Re: Feedback solicited - best way to harden a mail/web server?

From: teddy (mouschi@cheese-head-state.rr.com)
Date: 12/30/02


From: "teddy" <mouschi@cheese-head-state.rr.com>
Date: Mon, 30 Dec 2002 17:30:23 GMT


"Jared" <jared@hwai.com> wrote:
> > Do you need bind? What are you using it for? You've said this is for
"home
> > use," I've never heard of someone needing bind at home.
> I am running my own domain from the server so yes, I need bind AFAIK.

Well, I think that for a small donation something like dyndns.org would run
your domain for you. (for home use, of course.)

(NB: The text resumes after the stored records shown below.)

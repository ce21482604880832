use haven_test_utils::*;
use serde_json::json;

#[tokio::test]
async fn list_repos_empty_store() {
    let test_store = create_test_store().await;
    let router = create_test_router(test_store.store);

    let (status, body) = send_request(&router, "GET", "/xrpc/com.atproto.sync.listRepos", TEST_HOST, None, None).await;
    assert_xrpc_ok(status, &body);
    assert_eq!(body["repos"].as_array().unwrap().len(), 0);
    assert!(body.get("cursor").is_none());
}

#[tokio::test]
async fn list_repos_includes_active_actor() {
    let test_store = create_test_store().await;
    let actor = provision_actor(&test_store.store, "onerepo.test.pds.local", TEST_HOST).await;
    let router = create_test_router(test_store.store);

    let (status, body) = send_request(&router, "GET", "/xrpc/com.atproto.sync.listRepos", TEST_HOST, None, None).await;
    assert_xrpc_ok(status, &body);
    let repos = body["repos"].as_array().unwrap();
    assert_eq!(repos.len(), 1);
    assert_eq!(repos[0]["did"], actor.did);
    assert_eq!(repos[0]["active"], true);
    assert!(repos[0].get("status").is_none());
    assert!(repos[0]["head"].as_str().is_some());
    assert!(repos[0]["rev"].as_str().is_some());
}

#[tokio::test]
async fn list_repos_paginates_with_limit_and_cursor() {
    let test_store = create_test_store().await;
    for i in 0..5 {
        provision_actor(&test_store.store, &format!("page{i}.test.pds.local"), TEST_HOST).await;
    }
    let router = create_test_router(test_store.store);

    let (status, body) = send_request(
        &router,
        "GET",
        "/xrpc/com.atproto.sync.listRepos?limit=3",
        TEST_HOST,
        None,
        None,
    )
    .await;
    assert_xrpc_ok(status, &body);
    let first_page = body["repos"].as_array().unwrap();
    assert_eq!(first_page.len(), 3);
    let cursor = body["cursor"].as_str().expect("more results remain, cursor expected");

    let (status, body) = send_request(
        &router,
        "GET",
        &format!("/xrpc/com.atproto.sync.listRepos?limit=3&cursor={cursor}"),
        TEST_HOST,
        None,
        None,
    )
    .await;
    assert_xrpc_ok(status, &body);
    let second_page = body["repos"].as_array().unwrap();
    assert_eq!(second_page.len(), 2);
    assert!(body.get("cursor").is_none(), "no more results, cursor should be absent");

    let first_dids: Vec<_> = first_page.iter().map(|r| r["did"].as_str().unwrap()).collect();
    let second_dids: Vec<_> = second_page.iter().map(|r| r["did"].as_str().unwrap()).collect();
    for did in &second_dids {
        assert!(!first_dids.contains(did), "pages should not overlap");
    }
}

#[tokio::test]
async fn list_repos_limit_above_500_is_clamped() {
    let test_store = create_test_store().await;
    provision_actor(&test_store.store, "clamp.test.pds.local", TEST_HOST).await;
    let router = create_test_router(test_store.store);

    let (status, body) = send_request(
        &router,
        "GET",
        "/xrpc/com.atproto.sync.listRepos?limit=501",
        TEST_HOST,
        None,
        None,
    )
    .await;
    assert_xrpc_ok(status, &body);
    assert!(body["repos"].as_array().unwrap().len() <= 500);
}

#[tokio::test]
async fn list_repos_limit_below_1_is_bad_request() {
    let test_store = create_test_store().await;
    let router = create_test_router(test_store.store);

    let (status, body) = send_request(
        &router,
        "GET",
        "/xrpc/com.atproto.sync.listRepos?limit=-1",
        TEST_HOST,
        None,
        None,
    )
    .await;
    assert_xrpc_error(status, &body, 400, "InvalidRequest");
}

#[tokio::test]
async fn list_repos_non_numeric_limit_is_bad_request() {
    let test_store = create_test_store().await;
    let router = create_test_router(test_store.store);

    let (status, body) = send_request(
        &router,
        "GET",
        "/xrpc/com.atproto.sync.listRepos?limit=abc",
        TEST_HOST,
        None,
        None,
    )
    .await;
    assert_xrpc_error(status, &body, 400, "InvalidRequest");
}

#[tokio::test]
async fn list_repos_malformed_cursor_is_bad_request() {
    let test_store = create_test_store().await;
    let router = create_test_router(test_store.store);

    let (status, body) = send_request(
        &router,
        "GET",
        "/xrpc/com.atproto.sync.listRepos?cursor=not-a-did",
        TEST_HOST,
        None,
        None,
    )
    .await;
    assert_xrpc_error(status, &body, 400, "InvalidRequest");
}

#[tokio::test]
async fn list_repos_reflects_takendown_status() {
    let test_store = create_test_store().await;
    let actor = provision_actor(&test_store.store, "suspended.test.pds.local", TEST_HOST).await;

    // Flip the actor's status directly in the store, mirroring moderation action
    // rather than an HTTP surface this core does not expose.
    use haven_core::{Actor, Store, StoreTx, keys::actor_did_key};
    let bytes = test_store.store.get(&actor_did_key(&actor.did)).await.unwrap().unwrap();
    let mut stored: Actor = serde_json::from_slice(&bytes).unwrap();
    stored.status = haven_core::AccountStatus::Takendown;
    let mut tx = test_store.store.begin_tx().await.unwrap();
    tx.set(&actor_did_key(&actor.did), &serde_json::to_vec(&stored).unwrap())
        .await
        .unwrap();
    tx.commit().await.unwrap();

    let router = create_test_router(test_store.store);
    let (status, body) = send_request(&router, "GET", "/xrpc/com.atproto.sync.listRepos", TEST_HOST, None, None).await;
    assert_xrpc_ok(status, &body);
    let repos = body["repos"].as_array().unwrap();
    assert_eq!(repos[0]["active"], false);
    assert_eq!(repos[0]["status"], json!("takendown"));
}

> > What kind of extra stuff has been installed on this machine? Does it
need X
> > windows? Do all of those files need to be suid? (a simple 'find
> > / -perm -04000 > suids.txt' can be very revealing)
> Hmm. No, strictly speaking it doesn't need X; but only ports 53 (UDP
> and TCP), 25 and 443 are seen from the outside. A buddy did a deep
> nmap scan today and confirms that.

Ah, but you see... If joe-random-service visible from the outside can be
attacked to give a shell (even a shell for user 'nobody') then the pile of
suids X leaves laying around would open you up to a local root attack. On
my most paranoid systems I leave nothing but 'su' with the suid bit. this
kinda makes doing most things difficult without being root, but I also don't
do much with it.

> > Is apache/php/squirrelmail needed or would a mere pop3/imap daemon do?
err,
> > okay you already have imap running. Why do you need squirrelmail?
wouldn't
> > just imap do for remote access?
> Only when firewall admins poke open port 119 :-), which most of them
> won't.

They won't let outgoing connections through?? Geeze, I thought only
paranoid highschools did that.

> That's been my philosophy all along. I am kinda wondering if
> chkrootkit may be the problem. Am going to reinstall ps from CD, see
> what's what and then rerun chkrootkit. I am wondering if the result
> is ambiguous; none of the tells of adore and its ilk are on the
> machine, and only the ports I want are open - really makes me wonder
> if the machine is, in fact, OK. We'll see.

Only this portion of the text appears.